El Mon, Aug 22, 2016 at 07:10:13PM +0200, Paul Boddie deia:
Once again, I may have pledged for rewards in the campaign, but I'm not explicitly endorsing it. Everyone should weigh up the different factors and their own needs when supporting such efforts. However, it is worth noting that there are only 4 days left until the campaign ends:
ACK, the RYF or money back guarantee helps (I don't usually see the same hardware being offered with different software where only one option is RYF _and_ the RYF option getting more than double the demand than the next most popular option, that already says something of the community-to-be). But it's already difficult to tell somebody else what to spend their money on when you have used the device for a few months, in any crowdfunding it is wiser to just spread the word and let people make their own minds about it.
There has been a range of responses from enthusiasm about the modular computing concept and support for hardware that fully supports Free Software through to criticism about the performance and the ethical record of the system-on-a-chip vendor that happens to be used for the first card. Reading some of the responses, I note that maybe there is some kind of law of public discourse that the more severe the criticism, the less constructive it tends to be.
In some case it's been more constructive than others.
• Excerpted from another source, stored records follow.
// src/spec/dag_hash.rs

//! Content hashes for concrete specs
//!
//! Each node is serialized into a deterministic text form (name, version,
//! sorted variants, compiler, architecture, external prefix) followed by one
//! line per dependency carrying the dependency's own hash. Hashing that text
//! gives a Merkle identity: changing any field of a node changes its hash
//! and the hash of every node that depends on it, and nothing else.
//!
//! Dependencies of every type are included, so two installs that differ
//! only in a build tool get different prefixes.

use super::{ConcreteGraph, ConcreteNode, DependencyEdge};
use crate::hash::{Hash, hash_bytes};
use std::collections::BTreeMap;

/// Hash of every node in a graph, keyed by package name
pub type DagHashes = BTreeMap<String, Hash>;

/// First line of every canonical form; bump when the layout changes
const FORMAT_TAG: &str = "spackle-dag-v1";

/// Deterministic serialization of one node given its dependencies' hashes
pub fn canonical_form(node: &ConcreteNode, deps: &[(&str, &DependencyEdge, Hash)]) -> String {
    let mut data = String::new();
    data.push_str(FORMAT_TAG);
    data.push('\n');
    data.push_str(&format!("{}@{}\n", node.name, node.version));
    for (key, value) in &node.variants {
        data.push_str(&format!("variant:{}\n", value.format_with_name(key)));
    }
    data.push_str(&format!("compiler:{}\n", node.compiler));
    data.push_str(&format!("arch:{}\n", node.arch));
    if let Some(prefix) = &node.external {
        data.push_str(&format!("external:{}\n", prefix.display()));
    }

    let mut sorted: Vec<&(&str, &DependencyEdge, Hash)> = deps.iter().collect();
    sorted.sort_by(|a, b| a.0.cmp(b.0));
    for (name, edge, hash) in sorted {
        let virtuals: Vec<&str> = edge.virtuals.iter().map(String::as_str).collect();
        data.push_str(&format!(
            "^{} type={} virtuals={} {}\n",
            name,
            edge.deptypes,
            virtuals.join(","),
            hash
        ));
    }
    data
}

fn visit(graph: &ConcreteGraph, node: &ConcreteNode, memo: &mut DagHashes) -> Hash {
    if let Some(hash) = memo.get(&node.name) {
        return hash.clone();
    }

    // Graphs are acyclic by construction, so this recursion terminates
    let mut deps = Vec::with_capacity(node.dependencies.len());
    for (dep_name, edge) in &node.dependencies {
        if let Some(dep) = graph.node(dep_name) {
            let hash = visit(graph, dep, memo);
            deps.push((dep_name.as_str(), edge, hash));
        }
    }

    let hash = hash_bytes(canonical_form(node, &deps).as_bytes());
    memo.insert(node.name.clone(), hash.clone());
    hash
}

/// Hash every node of a graph
pub fn compute(graph: &ConcreteGraph) -> DagHashes {
    let mut memo = DagHashes::new();
    for node in graph.nodes().values() {
        visit(graph, node, &mut memo);
    }
    memo
}

/// Hash of one node; only its own subgraph is visited
pub fn hash_of(graph: &ConcreteGraph, node: &ConcreteNode) -> Hash {
    let mut memo = DagHashes::new();
    visit(graph, node, &mut memo)
}

#[cfg(test)]
mod tests {
    use super::*;
    use crate::spec::{Arch, CompilerSpec, DepTypes, VariantValue};
    use crate::version::Version;
    use std::collections::BTreeSet;

    fn node(name: &str, version: &str, deps: &[&str]) -> ConcreteNode {
        ConcreteNode {
            name: name.to_string(),
            version: Version::parse(version).unwrap(),
            variants: BTreeMap::from([("shared".to_string(), VariantValue::Bool(true))]),
            compiler: CompilerSpec::parse("gcc@11.4.0").unwrap(),
            arch: Arch::parse("linux-ubuntu22.04-x86_64").unwrap(),
            dependencies: deps
                .iter()
                .map(|d| (d.to_string(), DependencyEdge::new(DepTypes::DEFAULT)))
                .collect(),
            external: None,
        }
    }

    /// app -> (libfoo -> zlib), (libbar)
    fn sample_nodes() -> BTreeMap<String, ConcreteNode> {
        [
            node("app", "1.0", &["libfoo", "libbar"]),
            node("libfoo", "1.0", &["zlib"]),
            node("libbar", "2.1", &[]),
            node("zlib", "1.3", &[]),
        ]
        .into_iter()
        .map(|n| (n.name.clone(), n))
        .collect()
    }

    fn build(nodes: BTreeMap<String, ConcreteNode>) -> ConcreteGraph {
        ConcreteGraph::new(vec!["app".to_string()], nodes).unwrap()
    }

    #[test]
    fn test_hash_is_deterministic() {
        let a = build(sample_nodes()).dag_hashes();
        let b = build(sample_nodes()).dag_hashes();
        assert_eq!(a, b);
        assert_eq!(a.len(), 4);
        assert_eq!(a["app"].as_str().len(), 64);
    }

    #[test]
    fn test_leaf_change_propagates_upward_only() {
        let before = build(sample_nodes()).dag_hashes();

        let mut nodes = sample_nodes();
        if let Some(zlib) = nodes.get_mut("zlib") {
            zlib.variants.insert("shared".to_string(), VariantValue::Bool(false));
        }
        let after = build(nodes).dag_hashes();

        assert_ne!(before["zlib"], after["zlib"]);
        assert_ne!(before["libfoo"], after["libfoo"]);
        assert_ne!(before["app"], after["app"]);
        assert_eq!(before["libbar"], after["libbar"]);
    }

    #[test]
    fn test_every_field_contributes() {
        let base = hash_of(&build(sample_nodes()), &sample_nodes()["libbar"]);

        let variations: Vec<Box<dyn Fn(&mut ConcreteNode)>> = vec![
            Box::new(|n| n.version = Version::parse("2.2").unwrap()),
            Box::new(|n| n.compiler = CompilerSpec::parse("gcc@12.1.0").unwrap()),
            Box::new(|n| n.arch.target = "zen2".to_string()),
            Box::new(|n| n.external = Some("/opt/libbar".into())),
            Box::new(|n| {
                n.variants
                    .insert("backends".to_string(), VariantValue::multi(["cuda"]));
            }),
        ];

        for change in variations {
            let mut nodes = sample_nodes();
            if let Some(libbar) = nodes.get_mut("libbar") {
                change(libbar);
            }
            let graph = build(nodes);
            let hash = graph.spec("libbar").unwrap().dag_hash();
            assert_ne!(hash, base);
        }
    }

    #[test]
    fn test_edge_type_and_virtuals_contribute() {
        let before = build(sample_nodes()).dag_hashes();

        let mut nodes = sample_nodes();
        if let Some(edge) = nodes.get_mut("app").and_then(|n| n.dependencies.get_mut("libbar")) {
            edge.deptypes = DepTypes::BUILD;
        }
        assert_ne!(build(nodes).dag_hashes()["app"], before["app"]);

        let mut nodes = sample_nodes();
        if let Some(edge) = nodes.get_mut("app").and_then(|n| n.dependencies.get_mut("libbar")) {
            edge.virtuals = BTreeSet::from(["blas".to_string()]);
        }
        assert_ne!(build(nodes).dag_hashes()["app"], before["app"]);
    }

    #[test]
    fn test_canonical_form_layout() {
        let nodes = sample_nodes();
        let text = canonical_form(&nodes["zlib"], &[]);
        assert_eq!(
            text,
            "spackle-dag-v1\nzlib@1.3\nvariant:+shared\ncompiler:gcc@11.4.0\narch:linux-ubuntu22.04-x86_64\n"
        );
    }

    #[test]
    fn test_subgraph_hash_matches_full_graph() {
        let graph = build(sample_nodes());
        let full = graph.dag_hashes();
        let sub = graph.subgraph("libfoo").unwrap().dag_hashes();
        assert_eq!(full["libfoo"], sub["libfoo"]);
        assert_eq!(full["zlib"], sub["zlib"]);
    }
}
use std::time::{Duration, Instant};

use crate::{
    LocalRange,
    cancel::CancelToken,
    config::{BYTES_PER_STEP, VECTOR_STEP},
    kernel::Kernel,
};

/// Upper bound on the up-front allocation for pass timings.
const MAX_RESERVED_PASSES: usize = 1024;

/// Everything one worker produces. Owned by that worker until it is joined.
#[derive(Debug, Default, Clone)]
pub struct WorkerSlot {
    /// Bytes credited by the kernel across all completed passes.
    pub bytes_processed: u64,
    /// Bytes one full pass over the range credits.
    pub bytes_per_pass: u64,
    /// Duration of every completed pass, in order.
    pub pass_times: Vec<Duration>,
}

/// Sweeps `local` up to `passes` times, stopping early once `token` is
/// cancelled. Results go into `slot`, which is reset first.
///
/// An empty range still runs its passes and records zero bytes.
pub fn run_worker(
    local: LocalRange<'_>,
    passes: usize,
    kernel: Kernel,
    token: &CancelToken,
    slot: &mut WorkerSlot,
) {
    let LocalRange {
        thread_id,
        range,
        data,
    } = local;

    slot.bytes_processed = 0;
    slot.bytes_per_pass = (data.len() / VECTOR_STEP) as u64 * BYTES_PER_STEP;
    slot.pass_times.clear();
    slot.pass_times.reserve(passes.min(MAX_RESERVED_PASSES));

    tracing::debug!(thread_id, ?range, kernel = kernel.name(), "worker started");

    for _ in 0..passes {
        if !token.is_running() {
            tracing::debug!(thread_id, completed = slot.pass_times.len(), "worker cancelled");
            break;
        }

        let pass_start = Instant::now();
        slot.bytes_processed += kernel.sweep(data);
        slot.pass_times.push(pass_start.elapsed());
    }

    tracing::debug!(
        thread_id,
        bytes = slot.bytes_processed,
        passes = slot.pass_times.len(),
        "worker finished"
    );
}
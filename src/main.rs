use std::time::Duration;

use anyhow::Result;
use clap::Parser;
use tracing_subscriber::EnvFilter;

use nt_bandwidth::{BenchConfig, CancelToken, Metrics, Supervisor, resolve_thread_count, run};

/// Multi-threaded memory bandwidth stress with AVX2 non-temporal stores.
#[derive(Debug, Parser)]
#[command(version, about)]
struct Cli {
    /// number of worker threads; missing or invalid values fall back to 1
    #[arg(
        short,
        long,
        env = "NT_BANDWIDTH_THREADS",
        num_args = 0..=1,
        allow_negative_numbers = true
    )]
    threads: Option<String>,

    /// cancel the workers after this many seconds
    #[arg(long, value_name = "SECS")]
    timeout_secs: Option<f64>,

    /// print the per-pass timing table after the report
    #[arg(long)]
    per_pass: bool,
}

fn main() -> Result<()> {
    tracing_subscriber::fmt()
        .with_env_filter(
            EnvFilter::try_from_default_env().unwrap_or_else(|_| EnvFilter::new("info")),
        )
        .with_writer(std::io::stderr)
        .init();

    let cli = Cli::parse();

    let thread_count = resolve_thread_count(cli.threads.as_deref());
    let config = BenchConfig::with_threads(thread_count);
    let token = CancelToken::new();

    let supervisor = match cli.timeout_secs.map(Duration::try_from_secs_f64) {
        Some(Ok(deadline)) => Some(Supervisor::spawn(token.clone(), deadline)?),
        Some(Err(err)) => {
            tracing::warn!(error = %err, "ignoring invalid --timeout-secs");
            None
        }
        None => None,
    };

    let report = run(&config, &token)?;

    if let Some(supervisor) = supervisor {
        supervisor.dismiss();
    }
    if report.cancelled {
        tracing::info!("run was cancelled before all passes completed");
    }

    print!("{}", Metrics::from(&report));
    println!("All threads completed.");

    if cli.per_pass {
        print!("{}", report.timing);
    }

    Ok(())
}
Funny thing is that when an evil corporation launches another evil product, you can hardly hear some boohs somewhere, not because everybody likes it, but because everybody expected something of the kind. But when someone says to be trying to sell something good in an ethical way, everybody instantly disbelieves it so they're going to point out any possible objection to prove it is not perfect. That's useful to reinforce their inductive reasoning and saves them the trouble of having to apply deduction to every news piece they come across. In other words, they know these things don't happen, so they simply find confirmation of their knowledge and share it.
And to be honest, when something looks too good to be true it usually isn't true. The lack of features/performance and reputation of the SOC vendor, among other things, is what makes it not too good to be true, so somewhat likely to eventually be true.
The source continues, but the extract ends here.